MATARAM — Pemeriksaan kasus dugaan korupsi pembelian pengadaan lahan Sirkuit MXGP Samota, Kabupaten Sumbawa, seluas 70 hektare, masih berlanjut di tahap penyelidikan. Terbaru, penyidik pidana khusus Kejati NTB memeriksa Ahmad Zulfikar dan Asrul Sani, dua putra Ali Bin Dachlan (BD), selaku pemilik lahan yang dibeli Pemkab Sumbawa senilai Rp 53 miliar.
Kejati NTB tidak hanya memeriksa kedua anak Ali BD saja, namun Rabu kemarin (4/9), penyidik juga memeriksa mantan Sekretaris Daerah (Sekda) Sumbawa, Hasan Basri, dan juga Abdul Aziz, selaku pemilik lahan pertama.
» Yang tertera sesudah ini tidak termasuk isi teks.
//! Source Agent
//!
//! The built-in [`RetrievalAgent`]: fans one query per (source, lead) pair out
//! through the shared cache, retry policy and rate controller, then normalizes
//! whatever came back. A failing source only degrades that source.

use std::collections::BTreeMap;
use std::time::Instant;

use async_trait::async_trait;
use futures::future::join_all;
use tracing::{debug, info, warn};

use super::normalize::{normalize, NormalizeInput};
use super::{AgentContext, AgentKind, AgentOutput, RetrievalAgent};
use crate::budget::RateController;
use crate::cache::{Cached, Fingerprint, MAX_SHARED_FETCH_RETRIES};
use crate::evidence::{EvidenceItem, SourceId, SubjectRef};
use crate::run::{FailureReason, IssueKind, RunIssue, StageOutcome, StageResult};
use crate::sources::{QueryParams, RawRecord, SourceBinding};
use crate::types::{CallFailure, FailureKind};
use crate::utils::with_retry;
use tokio_util::sync::CancellationToken;

pub struct SourceAgent {
    kind: AgentKind,
}

impl SourceAgent {
    pub fn new(kind: AgentKind) -> Self {
        Self { kind }
    }

    fn params(&self, ctx: &AgentContext, lead: &SubjectRef) -> QueryParams {
        let mut params = QueryParams::new();
        params.insert("agent".to_string(), self.kind.as_str().to_string());
        params.insert("lead".to_string(), lead.label.clone());
        params.insert("lead_kind".to_string(), lead.kind.to_string());
        params.insert("subject".to_string(), ctx.target.subject.label.clone());
        if let Some(secondary) = &ctx.target.secondary {
            params.insert("indication".to_string(), secondary.label.clone());
        }
        if let Some(geography) = &ctx.target.geography {
            params.insert("geography".to_string(), geography.clone());
        }
        params.insert("limit".to_string(), ctx.result_cap.to_string());
        params
    }

    /// One cached, retried, rate-limited query.
    async fn query(
        &self,
        ctx: &AgentContext,
        binding: &SourceBinding,
        params: QueryParams,
    ) -> Result<Cached<Vec<RawRecord>>, CallFailure> {
        let fingerprint = Fingerprint::for_query(&binding.id, &params);
        let mut attempts = 0;

        loop {
            let client = binding.client.clone();
            let source = binding.id.clone();
            let params = params.clone();
            let services = ctx.services.clone();
            let cancel = ctx.cancel.clone();

            let result = ctx
                .services
                .evidence_cache
                .get_or_fetch(&fingerprint, binding.ttl, move || async move {
                    let (client, source, params, cancel) = (&client, &source, &params, &cancel);
                    let rate = &services.rate;
                    with_retry(&services.retry, cancel, move || async move {
                        guarded_query(rate, source, &**client, params, cancel).await
                    })
                    .await
                })
                .await;

            match result {
                // The shared fetch belonged to another run that was cancelled.
                Err(failure)
                    if failure.kind == FailureKind::Cancelled
                        && !ctx.cancel.is_cancelled()
                        && attempts < MAX_SHARED_FETCH_RETRIES =>
                {
                    attempts += 1;
                    debug!(source = %binding.id, "Shared fetch was cancelled by its owner, refetching");
                }
                other => return other,
            }
        }
    }
}

async fn guarded_query(
    rate: &RateController,
    source: &SourceId,
    client: &dyn crate::sources::SourceClient,
    params: &QueryParams,
    cancel: &CancellationToken,
) -> Result<Vec<RawRecord>, CallFailure> {
    let _permit = rate.acquire(source, cancel).await?;
    client.query(params, cancel).await
}

#[derive(Default)]
struct SourceTally {
    succeeded: bool,
    failure: Option<CallFailure>,
}

#[async_trait]
impl RetrievalAgent for SourceAgent {
    fn kind(&self) -> AgentKind {
        self.kind
    }

    async fn fetch(&self, ctx: AgentContext) -> AgentOutput {
        let started = Instant::now();
        let agent = self.kind;

        if ctx.leads.is_empty() {
            debug!(run_id = %ctx.run_id, agent = %agent, "No leads to expand");
            return AgentOutput {
                evidence: Vec::new(),
                result: StageResult {
                    agent,
                    outcome: StageOutcome::SucceededFully,
                    evidence_count: 0,
                    sources_succeeded: ctx.sources.iter().map(|s| s.id.clone()).collect(),
                    duration_ms: 0,
                },
                issues: Vec::new(),
            };
        }

        info!(
            run_id = %ctx.run_id,
            agent = %agent,
            sources = ctx.sources.len(),
            leads = ctx.leads.len(),
            "Agent started"
        );

        let pairs: Vec<(&SourceBinding, &SubjectRef)> = ctx
            .sources
            .iter()
            .flat_map(|source| ctx.leads.iter().map(move |lead| (source, lead)))
            .collect();
        let results = join_all(
            pairs
                .iter()
                .map(|(source, lead)| self.query(&ctx, source, self.params(&ctx, lead))),
        )
        .await;

        let mut tallies: BTreeMap<SourceId, SourceTally> = BTreeMap::new();
        let mut per_lead: Vec<Vec<EvidenceItem>> = ctx.leads.iter().map(|_| Vec::new()).collect();

        for (index, ((binding, lead), result)) in pairs.iter().zip(results).enumerate() {
            let tally = tallies.entry(binding.id.clone()).or_default();
            match result {
                Ok(cached) => {
                    tally.succeeded = true;
                    let input = NormalizeInput {
                        agent,
                        source: &binding.id,
                        lead,
                        candidate_kind: ctx.target.candidate_kind,
                        retrieved_at: cached.stored_at,
                        stale: cached.stale,
                    };
                    per_lead[index % ctx.leads.len()].extend(cached.value.iter().filter_map(|record| normalize(&input, record)));
                }
                Err(failure) => {
                    warn!(
                        run_id = %ctx.run_id,
                        agent = %agent,
                        source = %binding.id,
                        lead = %lead.label,
                        error = %failure,
                        "Source query failed"
                    );
                    tally.failure.get_or_insert(failure);
                }
            }
        }

        let mut issues = Vec::new();
        let mut failed_sources = Vec::new();
        let mut sources_succeeded = Vec::new();
        let mut cancelled = false;
        for (source, tally) in &tallies {
            if tally.succeeded {
                sources_succeeded.push(source.clone());
            }
            if let Some(failure) = &tally.failure {
                cancelled |= failure.kind == FailureKind::Cancelled;
                failed_sources.push(source.clone());
                if failure.kind != FailureKind::Cancelled {
                    issues.push(
                        RunIssue::new(failure.kind.into(), failure.message.clone())
                            .for_agent(agent)
                            .for_source(source.clone()),
                    );
                }
            }
        }

        let duration_ms = started.elapsed().as_millis() as u64;
        let outcome = if sources_succeeded.is_empty() {
            let reason = if cancelled || ctx.cancel.is_cancelled() {
                FailureReason::Cancelled
            } else {
                FailureReason::AllSourcesFailed
            };
            return AgentOutput {
                evidence: Vec::new(),
                result: StageResult::failed(agent, reason, duration_ms),
                issues,
            };
        } else if failed_sources.is_empty() {
            StageOutcome::SucceededFully
        } else {
            StageOutcome::SucceededPartially { failed_sources }
        };

        let collected = subject_counts(per_lead.iter().flatten());
        let mut evidence = interleave(per_lead, ctx.result_cap);
        let granted = ctx.budget.reserve(evidence.len());
        if granted < evidence.len() {
            issues.push(
                RunIssue::new(
                    IssueKind::BudgetExhausted,
                    format!("result budget kept {} of {} items", granted, evidence.len()),
                )
                .for_agent(agent),
            );
            evidence.truncate(granted);
        }

        let kept = subject_counts(evidence.iter());
        for (entity, total) in collected {
            let lost = total - kept.get(&entity).copied().unwrap_or(0);
            if lost > 0 {
                issues.push(
                    RunIssue::new(
                        IssueKind::BudgetExhausted,
                        format!("result cap dropped {} of {} items", lost, total),
                    )
                    .for_agent(agent)
                    .for_entity(entity),
                );
            }
        }

        info!(
            run_id = %ctx.run_id,
            agent = %agent,
            evidence = evidence.len(),
            duration_ms,
            "Agent finished"
        );

        AgentOutput {
            result: StageResult {
                agent,
                outcome,
                evidence_count: evidence.len(),
                sources_succeeded,
                duration_ms,
            },
            evidence,
            issues,
        }
    }
}

/// Takes one item from each lead in turn until `cap` items are chosen, so a
/// lead with many records cannot starve the others.
fn interleave(per_lead: Vec<Vec<EvidenceItem>>, cap: usize) -> Vec<EvidenceItem> {
    let mut lanes: Vec<_> = per_lead.into_iter().map(Vec::into_iter).collect();
    let mut picked = Vec::new();
    while picked.len() < cap {
        let before = picked.len();
        for lane in lanes.iter_mut() {
            if picked.len() == cap {
                break;
            }
            if let Some(item) = lane.next() {
                picked.push(item);
            }
        }
        if picked.len() == before {
            break;
        }
    }
    picked
}

fn subject_counts<'a>(items: impl Iterator<Item = &'a EvidenceItem>) -> BTreeMap<String, usize> {
    items.fold(BTreeMap::new(), |mut counts, item| {
        *counts.entry(item.subject.id.clone()).or_default() += 1;
        counts
    })
}
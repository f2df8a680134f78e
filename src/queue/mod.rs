// Run scheduling

pub mod workers;

pub use workers::{RunQueue, WorkerPool};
Pemeriksaan terhadap kedua anak mantan Bupati Lotim (Ali BD) itu dibenarkan Basri Mulyani, kuasa hukumnya. Dimana pemeriksaan Ahmad Zulfikar dan Asrul Sani berkaitan dengan pembebasan lahan yang dijadikan untuk Sirkuit MXGP oleh Pemkab Sumbawa. “(Pembayaran) sudah lunas, sekitar Rp 52 miliar,” ungkap Basri, melalui saluran telepon, Rabu (4/9).
Pembayaran dilakukan Pemkab Sumbawa secara bertahap, sebanyak 3 kali. Tahapan pembayaran pertama terhadap lahan yang clear and clean atau lahan yang tidak ada permasalahan senilai sekitar Rp 9 miliar. “Pembayaran clear and clean itu yang tidak ada sengketa. Itu ada sama bangunan, pohon dan tanaman.
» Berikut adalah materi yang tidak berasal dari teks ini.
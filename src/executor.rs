//! Stage-by-stage execution of one run.
//!
//! Agents of a stage run concurrently; the stage barrier is the only place the
//! run record is written. Before each stage the executor checks cancellation
//! and the wall-clock budget, so no stage starts after either is observed.

use std::collections::{BTreeMap, BTreeSet};
use std::sync::Arc;
use std::time::Instant as StdInstant;

use futures::future::join_all;
use tokio::time::{timeout, Instant};
use tracing::{info, warn};

use crate::agents::{AgentContext, AgentOutput, RetrievalAgent};
use crate::budget::{ExecutionPlan, PlannedAgent, ResultBudget};
use crate::engine::{Engine, RunHandle};
use crate::evidence::{EntityKind, EvidenceItem, EvidencePayload, SourceCategory, SubjectRef};
use crate::graph::{catalog, LeadScope};
use crate::intent::RouteTarget;
use crate::ranking::{rank, shortlist_limit, RankingInput, RankingOutcome};
use crate::run::{
    FailureReason, IssueKind, Run, RunIssue, RunStatus, SkipReason, StageOutcome, StageResult,
    StageStatus,
};
use crate::synthesis::{synthesize, SynthesisRequest};

/// Targets named by upstream evidence, strongest first.
pub fn target_leads(evidence: &[EvidenceItem], max: usize) -> Vec<SubjectRef> {
    let mut best: BTreeMap<String, (f64, SubjectRef)> = BTreeMap::new();
    let mut offer = |subject: SubjectRef, weight: f64| {
        let entry = best.entry(subject.id.clone()).or_insert((weight, subject));
        if weight > entry.0 {
            entry.0 = weight;
        }
    };

    for item in evidence {
        let strength = match &item.payload {
            EvidencePayload::TargetAssociation { target, score, .. } => {
                offer(SubjectRef::new(EntityKind::Target, target), item.confidence * score);
                *score
            }
            EvidencePayload::DrugTarget { target, strength, .. } => {
                offer(SubjectRef::new(EntityKind::Target, target), item.confidence * strength);
                *strength
            }
            _ => 0.5,
        };
        if item.subject.kind == EntityKind::Target {
            offer(item.subject.clone(), item.confidence * strength);
        }
    }

    let mut ranked: Vec<(f64, SubjectRef)> = best.into_values().collect();
    ranked.sort_by(|a, b| b.0.total_cmp(&a.0).then_with(|| a.1.id.cmp(&b.1.id)));
    ranked.into_iter().take(max).map(|(_, subject)| subject).collect()
}

/// Categories with a failed source so far.
fn degraded_categories(run: &Run) -> BTreeSet<SourceCategory> {
    run.stages
        .iter()
        .filter_map(|entry| match &entry.status {
            StageStatus::Done(result) => match &result.outcome {
                StageOutcome::SucceededPartially { .. }
                | StageOutcome::Failed { reason: FailureReason::AllSourcesFailed | FailureReason::Timeout } => {
                    Some(entry.agent.category())
                }
                _ => None,
            },
            _ => None,
        })
        .collect()
}

/// Entities whose evidence a result cap cut short, by category.
fn truncated_entities(run: &Run) -> BTreeMap<String, BTreeSet<SourceCategory>> {
    let mut truncated: BTreeMap<String, BTreeSet<SourceCategory>> = BTreeMap::new();
    for issue in run.issues().iter().filter(|i| i.kind == IssueKind::BudgetExhausted) {
        if let (Some(entity), Some(agent)) = (&issue.entity, issue.agent) {
            truncated.entry(entity.clone()).or_default().insert(agent.category());
        }
    }
    truncated
}

pub(crate) struct Executor<'a> {
    engine: &'a Engine,
    handle: &'a RunHandle,
}

enum StageVerdict {
    Continue,
    Cancelled,
    Failed(String),
}

impl<'a> Executor<'a> {
    pub(crate) fn new(engine: &'a Engine, handle: &'a RunHandle) -> Self {
        Self { engine, handle }
    }

    fn ranked(&self, run: &Run, limit: usize) -> RankingOutcome {
        let degraded = degraded_categories(run);
        let truncated = truncated_entities(run);
        rank(&RankingInput {
            target: run.target(),
            evidence: run.evidence(),
            degraded_categories: &degraded,
            truncated: &truncated,
            strict_fto: run.intent().strict_fto,
            limit,
        })
    }

    fn leads(&self, run: &Run, scope: LeadScope) -> Vec<SubjectRef> {
        match scope {
            LeadScope::Intent => vec![run.target().subject.clone()],
            LeadScope::Targets => target_leads(run.evidence(), run.intent().limits.max_targets as usize),
            LeadScope::Candidates => run
                .candidates()
                .iter()
                .map(|c| SubjectRef::new(c.kind, c.label.clone()))
                .collect(),
        }
    }

    async fn run_agent(&self, agent: Arc<dyn RetrievalAgent>, ctx: AgentContext) -> AgentOutput {
        let kind = agent.kind();
        let started = StdInstant::now();
        let limit = self.engine.config.agent_timeout;
        match timeout(limit, agent.fetch(ctx)).await {
            Ok(output) => output,
            Err(_) => {
                warn!(agent = %kind, timeout_secs = limit.as_secs_f64(), "Agent timed out");
                AgentOutput {
                    evidence: Vec::new(),
                    result: StageResult::failed(kind, FailureReason::Timeout, started.elapsed().as_millis() as u64),
                    issues: vec![RunIssue::new(
                        IssueKind::AgentTimeout,
                        format!("{} exceeded {:.1}s", kind, limit.as_secs_f64()),
                    )
                    .for_agent(kind)],
                }
            }
        }
    }

    async fn run_stage(
        &self,
        index: usize,
        stage: &[PlannedAgent],
        plan: &ExecutionPlan,
        target: &Arc<RouteTarget>,
        budget: &Arc<ResultBudget>,
    ) -> StageVerdict {
        let run_id = self.handle.run.read().await.id();
        let mut jobs = Vec::new();
        {
            let mut run = self.handle.run.write().await;
            for planned in stage {
                let Some(agent) = self.engine.agents.get(planned.node.kind) else {
                    warn!(run_id = %run_id, agent = %planned.node.kind, "No implementation registered");
                    run.set_stage(
                        planned.node.kind,
                        StageStatus::Done(StageResult::skipped(planned.node.kind, SkipReason::NoImplementation)),
                    );
                    continue;
                };
                let leads = self.leads(&run, planned.node.scope);
                run.set_stage(planned.node.kind, StageStatus::Running);
                jobs.push((
                    agent,
                    AgentContext {
                        run_id,
                        target: target.clone(),
                        leads,
                        sources: planned.sources.clone(),
                        result_cap: plan.profile.per_agent_result_cap,
                        budget: budget.clone(),
                        services: self.engine.services.clone(),
                        cancel: self.handle.cancel.clone(),
                    },
                ));
            }
        }
        info!(run_id = %run_id, stage = index, agents = jobs.len(), "Stage started");

        let outputs = join_all(jobs.into_iter().map(|(agent, ctx)| self.run_agent(agent, ctx))).await;

        let all_failed = !outputs.is_empty() && outputs.iter().all(|o| o.result.outcome.is_failed());
        {
            let mut run = self.handle.run.write().await;
            for output in outputs {
                run.append_evidence(output.evidence);
                for issue in output.issues {
                    run.record_issue(issue);
                }
                run.set_stage(output.result.agent, StageStatus::Done(output.result));
            }
            let limit = shortlist_limit(run.target(), &run.intent().limits);
            let provisional = self.ranked(&run, limit).candidates;
            run.candidates = provisional;
            info!(
                run_id = %run_id,
                stage = index,
                evidence = run.evidence().len(),
                candidates = run.candidates.len(),
                "Stage finished"
            );
        }
        self.engine.persist(self.handle).await;

        if self.handle.cancel.is_cancelled() {
            StageVerdict::Cancelled
        } else if all_failed {
            StageVerdict::Failed(format!("every agent in stage {} failed", index))
        } else {
            StageVerdict::Continue
        }
    }

    async fn skip_remaining(&self, plan: &ExecutionPlan, from: usize, reason: SkipReason) {
        let mut run = self.handle.run.write().await;
        for planned in plan.stages.iter().skip(from).flatten() {
            run.set_stage(planned.node.kind, StageStatus::Done(StageResult::skipped(planned.node.kind, reason)));
        }
    }

    async fn finish(&self, status: RunStatus, failure: Option<String>) {
        {
            let mut run = self.handle.run.write().await;
            let degraded = run.stages.iter().any(|entry| match &entry.status {
                StageStatus::Done(result) => result.outcome.degrades_run(),
                _ => false,
            }) || run.issues().iter().any(|i| i.kind == IssueKind::BudgetExhausted);
            run.degraded = degraded;

            if status == RunStatus::Cancelled {
                for entry in run.stages.iter_mut() {
                    if entry.status == StageStatus::Running {
                        entry.status = StageStatus::Done(StageResult::failed(entry.agent, FailureReason::Cancelled, 0));
                    }
                }
                run.record_issue(RunIssue::new(IssueKind::RunCancelled, "cancelled while running"));
            }
            if let Some(reason) = &failure {
                run.record_issue(RunIssue::new(IssueKind::StageFailed, reason.clone()));
            }
            run.failure = failure;
            if let Err(e) = run.transition(status) {
                warn!(run_id = %run.id(), error = %e, "Could not finish run");
            }
        }
        self.engine.persist(self.handle).await;
    }

    pub(crate) async fn execute(self) {
        let (run_id, target, intent) = {
            let run = self.handle.run.read().await;
            (run.id(), run.target().clone(), run.intent().clone())
        };
        let Some(graph) = catalog().get(target.route) else {
            self.finish(RunStatus::Failed, Some(format!("no graph for route {}", target.route))).await;
            return;
        };

        let plan = ExecutionPlan::build(&graph, &intent, &self.engine.registry);
        info!(
            run_id = %run_id,
            route = %target.route,
            mode = %plan.profile.mode,
            agents = plan.agent_count(),
            skipped = plan.skipped.len(),
            result_budget = plan.result_budget,
            "Execution plan ready"
        );
        {
            let mut run = self.handle.run.write().await;
            for (agent, reason) in &plan.skipped {
                run.set_stage(*agent, StageStatus::Done(StageResult::skipped(*agent, *reason)));
            }
        }

        let deadline = Instant::now() + self.engine.config.run_budget;
        let budget = Arc::new(ResultBudget::new(plan.result_budget));
        let target = Arc::new(target);

        for (index, stage) in plan.stages.iter().enumerate() {
            if self.handle.cancel.is_cancelled() {
                self.finish(RunStatus::Cancelled, None).await;
                return;
            }
            if stage.is_empty() {
                continue;
            }
            if Instant::now() >= deadline {
                warn!(run_id = %run_id, stage = index, "Run budget exhausted, skipping remaining stages");
                self.skip_remaining(&plan, index, SkipReason::RunBudgetExhausted).await;
                self.handle.run.write().await.record_issue(RunIssue::new(
                    IssueKind::BudgetExhausted,
                    format!("wall-clock budget exhausted before stage {}", index),
                ));
                break;
            }

            match self.run_stage(index, stage, &plan, &target, &budget).await {
                StageVerdict::Continue => {}
                StageVerdict::Cancelled => {
                    self.finish(RunStatus::Cancelled, None).await;
                    return;
                }
                StageVerdict::Failed(reason) => {
                    warn!(run_id = %run_id, stage = index, "{}", reason);
                    self.skip_remaining(&plan, index + 1, SkipReason::UpstreamFailed).await;
                    self.finish(RunStatus::Failed, Some(reason)).await;
                    return;
                }
            }
        }

        // Final ranking and synthesis.
        let (mut candidates, conflicts, evidence) = {
            let run = self.handle.run.read().await;
            let limit = shortlist_limit(run.target(), &run.intent().limits);
            let outcome = self.ranked(&run, limit);
            (outcome.candidates, outcome.issues, run.evidence().to_vec())
        };
        let synthesis_issues = synthesize(
            self.engine.services.clone(),
            self.engine.generator.clone(),
            &mut candidates,
            SynthesisRequest {
                run_id,
                target: &target,
                profile: plan.profile,
                evidence: &evidence,
                cancel: &self.handle.cancel,
            },
        )
        .await;

        if self.handle.cancel.is_cancelled() {
            self.finish(RunStatus::Cancelled, None).await;
            return;
        }
        {
            let mut run = self.handle.run.write().await;
            run.candidates = candidates;
            for issue in conflicts.into_iter().chain(synthesis_issues) {
                run.record_issue(issue);
            }
        }
        self.finish(RunStatus::Completed, None).await;
    }
}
Pembayarannya sekitar Rp 9 miliar. Kemudian ada yang konsinyasi di pengadilan, dua kali,” jelas Basri.
Dikatakan, Ali BD membeli tanah itu sekitar 60 hektare lebih, bukan 70 hektare. Dimana Ali BD membeli tanah itu dari seseorang yang bernama Abdul Aziz. Namun belakangan, ada sengketa terhadap tanah itu seluas 40 hektare.
Abdul Aziz selaku pemilik pertama, mengklaim tidak pernah menerima uang pembayaran tanah. Sehingga ada proses hukum perdata di pengadilan antara kedua anak Ali BD yang tercantum namanya di sertifikat tanah seluas 40 hektare itu dengan Abdul Aziz.
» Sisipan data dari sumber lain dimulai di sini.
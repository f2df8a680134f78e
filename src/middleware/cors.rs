// Cross-origin and request tracing layers for the run API

use axum::http::Method;
use axum::Router;
use tower_http::cors::{Any, CorsLayer};
use tower_http::trace::TraceLayer;

/// Browsers may read run state from any origin; only the verbs the API serves are allowed.
pub fn apply_cors(router: Router) -> Router {
    router.layer(
        CorsLayer::new()
            .allow_origin(Any)
            .allow_methods([Method::GET, Method::POST])
            .allow_headers(Any),
    )
}

pub fn apply_tracing(router: Router) -> Router {
    router.layer(TraceLayer::new_for_http())
}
“Abdul Aziz ini tempat bapak (Ali BD) beli. Cuma bayarnya tidak ke Abdul Aziz saja, ada yang ke anaknya Abdul Aziz, sama menantunya Abdul Aziz. Pembayarannya di notaris. Semuanya di notaris. Nah waktu itu (pembelian tanah) belum ada sertifikat, terus disertifikatkan lah lahan itu (setelah pembelian),” ujarnya.
Dia mengatakan, pemeriksaan kedua anak Ali BD itu hanya diperiksa terkait persoalan proses pembelian lahan yang dilakukan Pemkab Sumbawa saja, dan itu dijawab sudah dibayar. “Itu kan ada tim penafsir, appraisal. Sudah di appraisal. Jadi saat proses itu (appraisal) dihadirkan para pihak yang berkaitan. Pembayarannya sudah selesai, setelah adanya putusan pengadilan baru dibayar,” ucap Basri.
Pembayaran yang diterima dari Pemkab Sumbawa, Ali BD menerima sebesar Rp 32 miliar, berdasarkan hasil appraisal, dan pembayaran itu diterima setelah adanya putusan dari pengadilan. “Kalau ke Zulfikar dan Asrul Sani, sekitar Rp 20-an miliar. Bukan seluruhnya (Rp 52 miliar) ke Pak Ali, bukan,” urai Basri.
Diakui Basri, dalam kasus yang masih berjalan pada tahap penyelidikan ini, Ali BD juga dipanggil Kejati NTB. Surat pemanggilan pun telah diterima, namun dia enggan menyebutkan kapan pemanggilan tersebut.
Pihaknya juga tidak mengetahui pasti apakah Ali BD akan menghadiri pemanggilan Kejati NTB sesuai dengan jadwal pemanggilan, mengingat kondisi kesehatan Ali BD.
“Pak Ali kurang sehat, karena baru pulang dari IKN (Ibu Kota Nusantar). Ada surat pemanggilannya dari Kejati NTB. Saya juga belum ketemu, karena baru pulang dari IKN. Sudah seminggu di sana,” tutur Basri.
Terpisah, Kasi Penkum Kejati NTB, Efrien Saputera mengaku tidak mengetahui pasti terkait pemeriksaan empat orang tersebut, karena pihaknya belum mendapatkan informasi dari pidana khusus. “Saya lagi Rakernis. Saya tanyakan dulu ke Pidsus ya,” singkatnya. (sid)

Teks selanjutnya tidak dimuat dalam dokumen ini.